Collected data entries:
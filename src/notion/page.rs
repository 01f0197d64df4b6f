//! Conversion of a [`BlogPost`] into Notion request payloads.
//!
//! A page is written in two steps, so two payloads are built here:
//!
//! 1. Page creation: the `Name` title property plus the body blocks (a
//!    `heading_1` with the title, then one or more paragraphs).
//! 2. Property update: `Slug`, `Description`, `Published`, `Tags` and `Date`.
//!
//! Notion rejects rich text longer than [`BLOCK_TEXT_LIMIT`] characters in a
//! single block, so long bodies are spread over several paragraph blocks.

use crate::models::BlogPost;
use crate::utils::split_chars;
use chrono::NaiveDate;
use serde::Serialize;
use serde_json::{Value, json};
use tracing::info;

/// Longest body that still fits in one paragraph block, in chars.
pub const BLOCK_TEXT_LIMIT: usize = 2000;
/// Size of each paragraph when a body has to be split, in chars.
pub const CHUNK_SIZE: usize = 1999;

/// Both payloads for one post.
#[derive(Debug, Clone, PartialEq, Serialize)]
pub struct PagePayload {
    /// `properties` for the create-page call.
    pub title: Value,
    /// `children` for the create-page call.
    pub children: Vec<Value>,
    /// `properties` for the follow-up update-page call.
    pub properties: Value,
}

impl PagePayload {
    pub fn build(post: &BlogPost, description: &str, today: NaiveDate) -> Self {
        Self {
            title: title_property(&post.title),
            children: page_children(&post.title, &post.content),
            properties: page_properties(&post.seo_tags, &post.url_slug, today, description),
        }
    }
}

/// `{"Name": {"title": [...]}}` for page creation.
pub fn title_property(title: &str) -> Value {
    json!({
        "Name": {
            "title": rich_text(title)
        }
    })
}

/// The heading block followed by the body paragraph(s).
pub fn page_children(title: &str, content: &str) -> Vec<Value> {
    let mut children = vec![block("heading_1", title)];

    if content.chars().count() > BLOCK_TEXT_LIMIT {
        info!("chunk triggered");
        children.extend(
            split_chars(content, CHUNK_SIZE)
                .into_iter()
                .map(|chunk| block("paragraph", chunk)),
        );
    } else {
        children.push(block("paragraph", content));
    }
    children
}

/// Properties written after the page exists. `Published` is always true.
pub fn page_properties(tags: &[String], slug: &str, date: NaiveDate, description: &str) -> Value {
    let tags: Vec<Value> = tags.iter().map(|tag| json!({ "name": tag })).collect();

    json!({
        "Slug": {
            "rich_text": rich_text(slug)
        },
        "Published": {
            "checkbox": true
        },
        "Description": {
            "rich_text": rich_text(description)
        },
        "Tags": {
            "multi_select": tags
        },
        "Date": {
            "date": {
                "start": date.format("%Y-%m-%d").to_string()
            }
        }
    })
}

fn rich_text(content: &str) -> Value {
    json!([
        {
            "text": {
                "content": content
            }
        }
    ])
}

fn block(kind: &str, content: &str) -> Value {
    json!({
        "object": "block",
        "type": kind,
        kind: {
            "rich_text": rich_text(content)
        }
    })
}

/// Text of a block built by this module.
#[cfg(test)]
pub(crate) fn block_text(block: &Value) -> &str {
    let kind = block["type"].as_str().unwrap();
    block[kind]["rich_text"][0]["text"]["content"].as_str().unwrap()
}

* Description of the task *
Restate each record above word for word.

* Exercise answer *
filename src/notion/page.rs
repository 01f0197d64df4b6f
//! Conversion of a [`BlogPost`] into Notion request payloads.
//!
//! A page is written in two steps, so two payloads are built here:
//!
//! 1. Page creation: the `Name` title property plus the body blocks (a
//!    `heading_1` with the title, then one or more paragraphs).
//! 2. Property update: `Slug`, `Description`, `Published`, `Tags` and `Date`.
//!
//! Notion rejects rich text longer than [`BLOCK_TEXT_LIMIT`] characters in a
//! single block, so long bodies are spread over several paragraph blocks.

use crate::models::BlogPost;
use crate::utils::split_chars;
use chrono::NaiveDate;
use serde::Serialize;
use serde_json::{Value, json};
use tracing::info;

/// Longest body that still fits in one paragraph block, in chars.
pub const BLOCK_TEXT_LIMIT: usize = 2000;
/// Size of each paragraph when a body has to be split, in chars.
pub const CHUNK_SIZE: usize = 1999;

/// Both payloads for one post.
#[derive(Debug, Clone, PartialEq, Serialize)]
pub struct PagePayload {
    /// `properties` for the create-page call.
    pub title: Value,
    /// `children` for the create-page call.
    pub children: Vec<Value>,
    /// `properties` for the follow-up update-page call.
    pub properties: Value,
}

impl PagePayload {
    pub fn build(post: &BlogPost, description: &str, today: NaiveDate) -> Self {
        Self {
            title: title_property(&post.title),
            children: page_children(&post.title, &post.content),
            properties: page_properties(&post.seo_tags, &post.url_slug, today, description),
        }
    }
}

/// `{"Name": {"title": [...]}}` for page creation.
pub fn title_property(title: &str) -> Value {
    json!({
        "Name": {
            "title": rich_text(title)
        }
    })
}

/// The heading block followed by the body paragraph(s).
pub fn page_children(title: &str, content: &str) -> Vec<Value> {
    let mut children = vec![block("heading_1", title)];

    if content.chars().count() > BLOCK_TEXT_LIMIT {
        info!("chunk triggered");
        children.extend(
            split_chars(content, CHUNK_SIZE)
                .into_iter()
                .map(|chunk| block("paragraph", chunk)),
        );
    } else {
        children.push(block("paragraph", content));
    }
    children
}

/// Properties written after the page exists. `Published` is always true.
pub fn page_properties(tags: &[String], slug: &str, date: NaiveDate, description: &str) -> Value {
    let tags: Vec<Value> = tags.iter().map(|tag| json!({ "name": tag })).collect();

    json!({
        "Slug": {
            "rich_text": rich_text(slug)
        },
        "Published": {
            "checkbox": true
        },
        "Description": {
            "rich_text": rich_text(description)
        },
        "Tags": {
            "multi_select": tags
        },
        "Date": {
            "date": {
                "start": date.format("%Y-%m-%d").to_string()
            }
        }
    })
}

fn rich_text(content: &str) -> Value {
    json!([
        {
            "text": {
                "content": content
            }
        }
    ])
}

fn block(kind: &str, content: &str) -> Value {
    json!({
        "object": "block",
        "type": kind,
        kind: {
            "rich_text": rich_text(content)
        }
    })
}

/// Text of a block built by this module.
#[cfg(test)]
pub(crate) fn block_text(block: &Value) -> &str {
    let kind = block["type"].as_str().unwrap();
    block[kind]["rich_text"][0]["text"]["content"].as_str().unwrap()
}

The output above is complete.